Alina’s dad believes a number of very serious failures were made during her care and treatment, that ultimately led to misdiagnosis and unnecessary pain and death. These concerns are not just the result of anger or a need to assign blame as part of the grieving process, they are carefully considered, educated and thoroughly researched, and efforts are made to explain them clearly.
Viral explanation
Alina’s early symptoms fitted with those of viral infections. Alina had been to the GP on at least 15 occasions before the first seizure, for a variety of complaints including conjunctivitis; Hand, Foot, and Mouth Disease (HFMD); rashes; vomiting; frequent tonsillitis, wheeze, cough, croup and stridor. Full details of the early symptoms are in the parent’s diary here.
Every symptom was very easily recognised and unmistakably viral, and she even tested positive to an entero/rhinovirus swab. GPs and hospital staff all independently agreed she “just had a mild virus” and “it would pass within a week”. It never did, it always returned.
Despite this, after first being admitted to hospital for a seizure and her parents giving clinical staff a very detailed history of her illness, the hospital failed to take the viral explanation seriously, did not see any significance in the seizure occurring shortly after her MMR vaccine; failed to check GPs’ notes at all; failed to communicate the history to other consultants that were brought in to advise on her case: and became obsessed with explaining the illness as being genetic, even manipulating results and observations to fit with their hypothesis.
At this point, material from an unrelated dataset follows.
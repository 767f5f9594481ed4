//! Vector module: the dense vector type used throughout the solver.

pub mod dense;
pub use dense::DenseVector;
The Neurologists refuse to accept notes from outside the hospital, which included confirming the parents explanation of events, confirmed from the GPs notes
or as they responded themselves
The policy of SCH regarding communications
”SCH states that it is not usual practice to obtain medical records from GPs, and often, the information required is available in the letters from the GP to the SCH. Oral history from the patient is obtained from the patient’s family upon initial assessment, and relevant information is documented in the medical records. The emails from family are considered and referred to the medical records where clinically relevant”.
Flawed genetic science
The idea that Alina’s illness was genetic was flawed from the outset, a detailed scientific explanation of this can be found here.
Importance of sugar
During her care, Alina’s parents raised concerns on many occasions that she may have a sensitivity to sugar, like her mother, and that her diet and treatment needed to be adjusted to take that into account, as it was negatively affecting her well-being. They had to go to great lengths to get hospital staff to stick to a ketogenic diet, even though it was clearly beneficial, as detailed in the parent’s diary here.
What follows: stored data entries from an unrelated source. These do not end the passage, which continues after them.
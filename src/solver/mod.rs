//! Iterative solver interface and the one-call solve entry point.

use crate::config::SolveOptions;
use crate::error::SolverError;
use crate::matrix::CsrMatrix;
use crate::preconditioner::{Jacobi, Preconditioner};
use crate::utils::convergence::ConvergenceRecord;
use crate::vector::DenseVector;
use num_traits::Float;

/// Common interface for any iterative solver.
pub trait LinearSolver<M, V> {
    type Error;
    type Scalar: Copy + PartialOrd;
    /// Solve A·x = b, writing the result into `x`.
    /// Returns the per-solve convergence record.
    fn solve(
        &mut self,
        a: &M,
        pc: Option<&dyn Preconditioner<M, V>>,
        b: &V,
        x: &mut V,
    ) -> Result<ConvergenceRecord<Self::Scalar>, Self::Error>;
}

pub mod gmres;
pub use gmres::{GmresSolver, Preconditioning};

/// Solve A·x = b with Jacobi-preconditioned restarted GMRES.
///
/// Validates that the matrix is square and that `b` and `x0` match its dimension
/// before any iteration begins, then runs right-preconditioned GMRES from the
/// caller-supplied initial guess. Returns the solution estimate together with the
/// convergence record; a record with status `MaxIterationsReached` or `Breakdown`
/// still carries the best estimate reached.
pub fn solve<T>(
    a: &CsrMatrix<T>,
    b: &DenseVector<T>,
    x0: &DenseVector<T>,
    options: &SolveOptions<T>,
) -> Result<(DenseVector<T>, ConvergenceRecord<T>), SolverError>
where
    T: Float + Send + Sync,
{
    if a.nrows() != a.ncols() {
        return Err(SolverError::MalformedMatrix(format!(
            "matrix is {}x{}, expected square",
            a.nrows(),
            a.ncols()
        )));
    }
    if b.len() != a.nrows() {
        return Err(SolverError::DimensionMismatch {
            expected: a.nrows(),
            actual: b.len(),
        });
    }
    if x0.len() != a.nrows() {
        return Err(SolverError::DimensionMismatch {
            expected: a.nrows(),
            actual: x0.len(),
        });
    }

    let mut pc = Jacobi::new();
    Preconditioner::<_, DenseVector<T>>::setup(&mut pc, a)?;

    let mut solver =
        GmresSolver::from_options(options).with_preconditioning(Preconditioning::Right);
    let mut x = x0.clone();
    let record = solver.solve(a, Some(&pc), b, &mut x)?;
    Ok((x, record))
}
The effects of sugar confused matters when investigating and treating her illness, and undoubtedly compounded errors that led to the misdiagnosis. It is worth noting that a glucose IV drip is standard use in such admissions; and as explained within the diary, glucose proliferates the replication of Enteroviruses
Inappropriate dosing
In desperation and despite the concerns of her parents, hospital staff administered doses of medication that were far higher than would usually be given to a child of Alina’s age and weight, such as Vigabatrin. Her lead neurologist even commented in retrospect that he feared he had given her too much medicine.
The effect of this overdosing by medical staff further exacerbated her treatment and misdiagnosis, and very likely accelerated her death.
In sharp contrast, when Alina was clearly in pain, the staff would not give her enough pain relief, most likely an over compensation for the earlier overdosing.
Lack of compassion and professionalism
Of course medical staff get emotional and can make mistakes like anyone else, but on a number of occasions their lack of compassion and professionalism fell well outside what is expected under the Australian Medical Code of Conduct, as detailed in dad’s comments on the hospital responses here.
Their failure to keep accurate or complete notes, or provide them in a timely manner upon request, also made analysing what went wrong much more difficult.
No recourse
Alina’s dad has spent 5 long, heart-wrenching years researching and detailing his arguments about the failures and trying to find recourse, but has been stonewalled in every direction he has turned.
Hospital and health authority complaint procedures were entirely inadequate and, in their responses here, they closed rank and denied all culpability, displaying self-interest to protect colleagues. The poor note-taking mentioned above made it even more difficult for them to analyse objectively what had happened and parents’ audio recordings of conversations with medical staff were disregarded.
Complaints to police and the coroner were simply met with explanations that it was not a matter under their jurisdiction and, again, parents’ audio recordings of conversations with medical staff were deemed inadmissible.
To date, lawyers have been uninterested too because the overall cost of would exceed $120,000. With this, the only information that is considered in a Court is the Hospital notes, which the father can prove are a deliberate misdirection of events, withholding of information, lies and fabrication of diagnosis. Now all of this information has been put together in a more digestible website format, Alina’s dad hopes this will change.